20 aprile 2024
Aggiornato 07:30
Salute

Nuove prove collegano l’alluminio alla malattia di Alzheimer

Un nuovo studio suggerisce che l’esposizione all’alluminio e l’accumulo di questo nel cervello sono legati allo sviluppo della malattia di Alzheimer. L’ipotesi era già nota da tempo, ma non vi erano prove definitive di una presenza di questa neurotossina nel cervello

Alluminio e Alzheimer, ci sarebbe un legame
Alluminio e Alzheimer, ci sarebbe un legame Foto: Shutterstock

REGNO UNITO – I ricercatori della Keele University, Staffordshire e del King’s College di Londra, hanno condotto un nuovo studio in cui si è analizzato il possibile legame tra l’assorbimento di alluminio e la malattia di Alzheimer. Già precedenti studi avevano ipotizzato questo legame, poiché l’alluminio è ritenuto una neurotossina, tuttavia non si erano mai trovate le prove concrete.

Rivedere le proprie idee
Secondo i ricercatori, in base ai risultati dello studio pubblicati sul Journal of Trace Elements in Medicine and Biology, chi ancora ritiene non vi sia alcun legame tra la malattia di Alzheimer –o almeno alcune forme – dovrebbe rivedere le proprie idee. Questo perché i risultati sarebbero inequivocabili. Anche se l’alluminio non è certo l’unico fattore di rischio.

Le sue tracce nel cervello
Lo studio è partito dalla constatazione che nel cervello delle persone con l’Alzheimer si trovano livelli di alluminio superiori rispetto alle persone senza la malattia con pari età. Allo steso modo, alti livelli di alluminio sono stati trovati nel cervello di soggetti con diagnosi di una forma a insorgenza precoce (a 50 o 60 anni d’età) della malattia di Alzheimer.

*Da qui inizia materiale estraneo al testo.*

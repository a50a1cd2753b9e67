//! Graceful shutdown on SIGINT/SIGTERM.

use tokio::sync::watch;

/// Trigger side, held by whoever decides the daemon should stop.
#[derive(Debug, Clone)]
pub struct ShutdownHandle {
    tx: watch::Sender<bool>,
}

/// Listening side, held by the orchestrator loop.
#[derive(Debug, Clone)]
pub struct Shutdown {
    rx: watch::Receiver<bool>,
}

impl ShutdownHandle {
    pub fn trigger(&self) {
        // send_replace never fails, even with no receivers left.
        self.tx.send_replace(true);
    }
}

impl Shutdown {
    /// A linked trigger/listener pair.
    pub fn channel() -> (ShutdownHandle, Shutdown) {
        let (tx, rx) = watch::channel(false);
        (ShutdownHandle { tx }, Shutdown { rx })
    }

    pub fn is_triggered(&self) -> bool {
        *self.rx.borrow()
    }

    /// Resolve once shutdown is triggered or the handle is dropped.
    pub async fn wait(&mut self) {
        // An error means the sender is gone, which is treated as a stop.
        let _ = self.rx.wait_for(|stop| *stop).await;
    }

    /// Listener wired to SIGINT and, on Unix, SIGTERM.
    pub fn from_signals() -> Shutdown {
        let (handle, shutdown) = Shutdown::channel();
        tokio::spawn(async move {
            wait_for_signal().await;
            handle.trigger();
        });
        shutdown
    }
}

#[cfg(unix)]
async fn wait_for_signal() {
    use tokio::signal::unix::{SignalKind, signal};

    let mut term = match signal(SignalKind::terminate()) {
        Ok(term) => term,
        Err(e) => {
            tracing::warn!(error = %e, "Cannot listen for SIGTERM, Ctrl+C only");
            let _ = tokio::signal::ctrl_c().await;
            tracing::info!("Ctrl+C received, shutting down");
            return;
        }
    };

    tokio::select! {
        _ = tokio::signal::ctrl_c() => tracing::info!("Ctrl+C received, shutting down"),
        _ = term.recv() => tracing::info!("SIGTERM received, shutting down"),
    }
}

#[cfg(not(unix))]
async fn wait_for_signal() {
    let _ = tokio::signal::ctrl_c().await;
    tracing::info!("Ctrl+C received, shutting down");
}
//! Pending-action data model.

use chrono::{DateTime, Utc};

use crate::pipeline::types::OutboundMessage;

/// Status of a pending action. Everything except `Pending` is terminal.
#[derive(Debug, Clone, Copy, PartialEq, Eq)]
pub enum ActionStatus {
    /// Waiting for the operator.
    Pending,
    /// Approved and sent.
    Approved,
    /// Denied by the operator.
    Denied,
    /// Timed out without a decision.
    Expired,
}

impl ActionStatus {
    pub fn as_str(&self) -> &'static str {
        match self {
            Self::Pending => "pending",
            Self::Approved => "approved",
            Self::Denied => "denied",
            Self::Expired => "expired",
        }
    }

    pub fn is_terminal(&self) -> bool {
        !matches!(self, Self::Pending)
    }
}

impl std::fmt::Display for ActionStatus {
    fn fmt(&self, f: &mut std::fmt::Formatter<'_>) -> std::fmt::Result {
        f.write_str(self.as_str())
    }
}

/// A drafted outbound message waiting for operator approval.
#[derive(Debug, Clone)]
pub struct PendingAction {
    /// Short id the operator types in `APPROVE`/`DENY`.
    pub id: String,
    /// What the action does, e.g. `reply_email`.
    pub action_type: String,
    pub description: String,
    pub outbound: OutboundMessage,
    pub created_at: DateTime<Utc>,
    pub status: ActionStatus,
    pub approved_at: Option<DateTime<Utc>>,
}

impl PendingAction {
    /// Whole minutes since creation, never negative.
    pub fn age_minutes(&self, now: DateTime<Utc>) -> i64 {
        (now - self.created_at).num_minutes().max(0)
    }
}
//! End-to-end flows through the orchestrator with mock channels, a scripted
//! LLM, and a fake model endpoint.

use std::collections::VecDeque;
use std::sync::atomic::{AtomicBool, Ordering};
use std::sync::{Arc, Mutex};
use std::time::Duration;

use async_trait::async_trait;
use chrono::TimeDelta;

use triage_daemon::approval::ActionStatus;
use triage_daemon::channels::ChannelRegistry;
use triage_daemon::config::ControlConfig;
use triage_daemon::contacts::{ContactStore, Direction, Importance};
use triage_daemon::error::{ChannelError, LlmError, StoreError, SwapError};
use triage_daemon::llm::{
    CompletionRequest, CompletionResponse, EndpointProbe, FinishReason, LlmProvider,
};
use triage_daemon::orchestrator::{Orchestrator, OrchestratorSettings, Shutdown};
use triage_daemon::pipeline::{
    ChannelAdapter, ChannelKind, Classifier, Drafter, InboundMessage, OutboundMessage,
};
use triage_daemon::swap::{ModelCatalog, ModelSwapController, Supervisor, SwapTimings};

const OPERATOR: &str = "+15550000001";
const APPROVAL_TIMEOUT: Duration = Duration::from_secs(3600);

const NO_REPLY_VERDICT: &str = r#"{"urgency":"low","classification":"newsletter","needs_response":false,"summary":"Weekly digest"}"#;
const REPLY_VERDICT: &str = r#"{"urgency":"high","classification":"work","needs_response":true,"summary":"Asks for the Q3 figures","suggested_action":"Send figures"}"#;
const DRAFT: &str = "Thank you for your message. I will confirm and follow up.";

// ── Mocks ───────────────────────────────────────────────────────────

struct MockChannel {
    kind: ChannelKind,
    available: AtomicBool,
    send_ok: AtomicBool,
    poll_fails: AtomicBool,
    inbox: Mutex<Vec<InboundMessage>>,
    sent: Mutex<Vec<OutboundMessage>>,
    drafts: Mutex<Vec<OutboundMessage>>,
}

Queste persone erano state esposte all’alluminio nella loro vita quotidiana, sia a causa del lavoro che per cause ambientali.

Correlazioni
Lo studio ha anche mostrato come vi fosse una correlazione tra una elevata presenza di alluminio nel tessuto cerebrale umano e le morti per Alzheimer in pazienti con familiarità. Allo stesso modo, questi livelli elevati di alluminio sono stati trovati essere simili a quelli rilevati nei pazienti morti per encefalopatia indotta dall’alluminio mentre erano sottoposti a dialisi renale.

Le prove
Per sostenere la loro tesi, i ricercatori Ambreen Mirza, Andrew King, Claire Troakes e Christopher Exley hanno eseguito molte scansioni per mezzo della microscopia a fluorescenza, che ha restituito immagini indubbie della presenza di alluminio nel tessuto cerebrale di persone morte con malattia di Alzheimer familiare. Questa forma della malattia esordisce molto precocemente: anche a 30 o 40 anni di età. Dietro alla malattia si ritiene vi siano mutazioni genetiche associate alla nota proteina beta-amiloide, e gli individui con malattia familiare di Alzheimer pare producano maggiormente questa placca, con una conseguente e molto precoce insorgenza dei sintomi.

Le conclusioni
I ricercatori, in base a quanto mostrato dallo studio, concludono che: «l’alluminio è neurotossico e le concentrazioni di alluminio che si trovano nei cervelli con Alzheimer familiare è improbabile che siano benigne e in effetti è altamente probabile che abbiano contribuito sia all’insorgenza che alla natura aggressiva di qualsiasi manifestazione in corso in questi individui. Questi dati offrono sostegno alla recente conclusione che l’alluminio nel cervello può contribuire a tutte le forme di Alzheimer in determinate condizioni».